Trends in dementia mortality statistics are also influenced by changes in the number and type of comorbid conditions present at or around the time of death, which are especially common among the very old, and whether medical certifiers report these in part 1 or part 2 of the death certificate. For example, according to ICD-10 coding rules, when ischemic heart disease and dementia are both reported in part 1 of the death certificate, ischemic heart disease is selected as the UCOD. However, if ischemic heart disease is reported in part 2 and dementia in part 1, then dementia is selected as the UCOD. Differing certification practices can lead to substantial variations in dementia mortality rates; for example, dementia death rates at age 85 years or more in Australia are 6 times higher than those in Japan, despite very little difference in prevalence between the 2 countries.[32,33] Certification of deaths where there are multiple comorbid conditions, with often complex interactions, is challenged by their reliable diagnosis and also accurate attribution of the death to a chain of causes.

These measurement issues make comparisons of official dementia mortality statistics over time challenging. To develop improved estimates of trends in dementia mortality in Australia and the United States, we analyzed multiple-cause-of-death (MCOD) data, which comprise all conditions reported on death certificates for all registered deaths (i.e., the data used in official statistics). MCOD data are an underutilized data source which are particularly useful for better understanding of the sequential role of morbid conditions in leading to death, and so are particularly relevant for dementia.
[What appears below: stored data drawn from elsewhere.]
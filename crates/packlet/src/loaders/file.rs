use async_trait::async_trait;
use packlet_common::{Asset, LoaderResult};
use packlet_ecmascript::render_registration;
use packlet_error::BuildResult;
use packlet_runtime::MODULE_HANDLE;
use packlet_utils::ecmascript::to_string_literal;

use super::{Loader, LoaderContext, LoaderKind};

/// Style sheets, images and fonts: the file content becomes the default export, as a string.
pub struct FileLoader;

#[async_trait]
impl Loader for FileLoader {
  fn name(&self) -> &'static str {
    "file"
  }

  fn kind(&self) -> LoaderKind {
    LoaderKind::ContentOnly
  }

  async fn load(&self, asset: Asset, ctx: &LoaderContext) -> BuildResult<LoaderResult> {
    let module_id = ctx.module_id(&asset.path);
    let body = format!("{MODULE_HANDLE}.exports.default = {};", to_string_literal(&asset.content));
    let code = render_registration(&module_id, &[], &[], &body);
    Ok(LoaderResult::new(asset.with_content(code)))
  }
}
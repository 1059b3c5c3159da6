use packlet_runtime::MODULE_HANDLE;
use packlet_utils::ecmascript::{
  property_access_str, to_module_import_export_name, to_string_literal,
};

use super::descriptor::{ImportSymbol, VariableKind};

fn exports_object() -> String {
  format!("{MODULE_HANDLE}.exports")
}

/// `import { a, b as c } from "./m.js"` binds from the resolved export object `binding`:
///
/// ```js
/// const { a, b: c } = m_0;
/// ```
pub fn static_import(binding: &str, symbols: &[ImportSymbol]) -> String {
  let exports = exports_object();
  let mut statements = vec![];

  let named = symbols
    .iter()
    .filter_map(|symbol| match symbol {
      ImportSymbol::Named { imported, local } if imported == local => Some(local.clone()),
      ImportSymbol::Named { imported, local } => {
        Some(format!("{}: {local}", to_module_import_export_name(imported)))
      }
      _ => None,
    })
    .collect::<Vec<_>>();
  if !named.is_empty() {
    statements.push(format!("const {{ {} }} = {binding};", named.join(", ")));
  }

  for symbol in symbols {
    match symbol {
      ImportSymbol::Named { .. } => {}
      ImportSymbol::Namespace { local } => statements.push(format!("const {local} = {binding};")),
      ImportSymbol::ReExport { imported, exported } => statements.push(format!(
        "{} = {};",
        property_access_str(&exports, exported),
        property_access_str(binding, imported)
      )),
      ImportSymbol::ReExportNamespace { exported } => {
        statements.push(format!("{} = {binding};", property_access_str(&exports, exported)));
      }
      ImportSymbol::ReExportAll => statements.push(format!(
        "for (const key in {binding}) if (key !== \"default\" && !(key in {exports})) {exports}[key] = {binding}[key];"
      )),
    }
  }

  statements.join("\n")
}

pub fn dynamic_import(module_id: &str) -> String {
  format!("{MODULE_HANDLE}.import({})", to_string_literal(module_id))
}

pub fn require_call(module_id: &str) -> String {
  format!("{MODULE_HANDLE}.require({})", to_string_literal(module_id))
}

/// `$$module.exports.name = value;`
pub fn export_assignment(name: &str, value: &str) -> String {
  format!("{} = {value};", property_access_str(&exports_object(), name))
}

/// `const name = $$module.exports.name = value;`, the local binding stays usable in the module.
pub fn export_variable(kind: VariableKind, name: &str, value: &str) -> String {
  format!("{} {name} = {}", kind.keyword(), export_assignment(name, value))
}

#[test]
fn test_static_import_snippet() {
  let symbols = vec![
    ImportSymbol::Named { imported: "default".into(), local: "React".into() },
    ImportSymbol::Named { imported: "useState".into(), local: "useState".into() },
    ImportSymbol::Named { imported: "a-b".into(), local: "ab".into() },
  ];
  assert_eq!(
    static_import("react_0", &symbols),
    "const { default: React, useState, \"a-b\": ab } = react_0;"
  );

  let symbols = vec![ImportSymbol::Namespace { local: "ns".into() }];
  assert_eq!(static_import("m_1", &symbols), "const ns = m_1;");

  assert_eq!(static_import("side_2", &[]), "");
}

#[test]
fn test_export_snippets() {
  assert_eq!(export_assignment("a-b", "ab"), "$$module.exports[\"a-b\"] = ab;");
  assert_eq!(
    export_variable(VariableKind::Var, "count", "1"),
    "var count = $$module.exports.count = 1;"
  );
}
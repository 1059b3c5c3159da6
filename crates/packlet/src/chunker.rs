use packlet_common::{Chunk, ChunkModule, NormalizedBundlerOptions};

use crate::graph::Graph;

/// Partitions the discovered graph into output chunks.
pub trait Chunker: Send + Sync {
  fn chunk(&self, graph: &Graph, options: &NormalizedBundlerOptions) -> Vec<Chunk>;
}

/// A single chunk named after `options.file` holding the runtime and every asset.
pub struct DefaultChunker;

impl Chunker for DefaultChunker {
  fn chunk(&self, graph: &Graph, options: &NormalizedBundlerOptions) -> Vec<Chunk> {
    let mut chunk = Chunk::new(options.file.as_str());
    chunk.add_module(ChunkModule::Runtime);
    for (idx, _) in graph.assets() {
      chunk.add_asset(idx);
    }
    vec![chunk]
  }
}
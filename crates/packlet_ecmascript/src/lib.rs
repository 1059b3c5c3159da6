mod ecma_ast;
mod ecma_compiler;
mod module_transform;
mod registration;

pub use crate::{
  ecma_ast::EcmaAst,
  ecma_compiler::EcmaCompiler,
  module_transform::{transform_module, ModuleImport, TransformedModule},
  registration::{render_registration, COMMONJS_PRELUDE},
};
The specific objectives of our study were to:

  • develop and apply statistical models to estimate age-standardized dementia death rates and their trends in Australia and the United States, accounting for the likely bias arising from changing death certification practices; and

  • analyze the presence of comorbid conditions reported on the death certificate and how they influence trends in dementia mortality rates.

This additional intelligence should help to inform interpretation of data on dementia mortality, including evaluation of reported statistics on the comparative importance of dementia as a cause of death in Australia and the United States, and potentially elsewhere.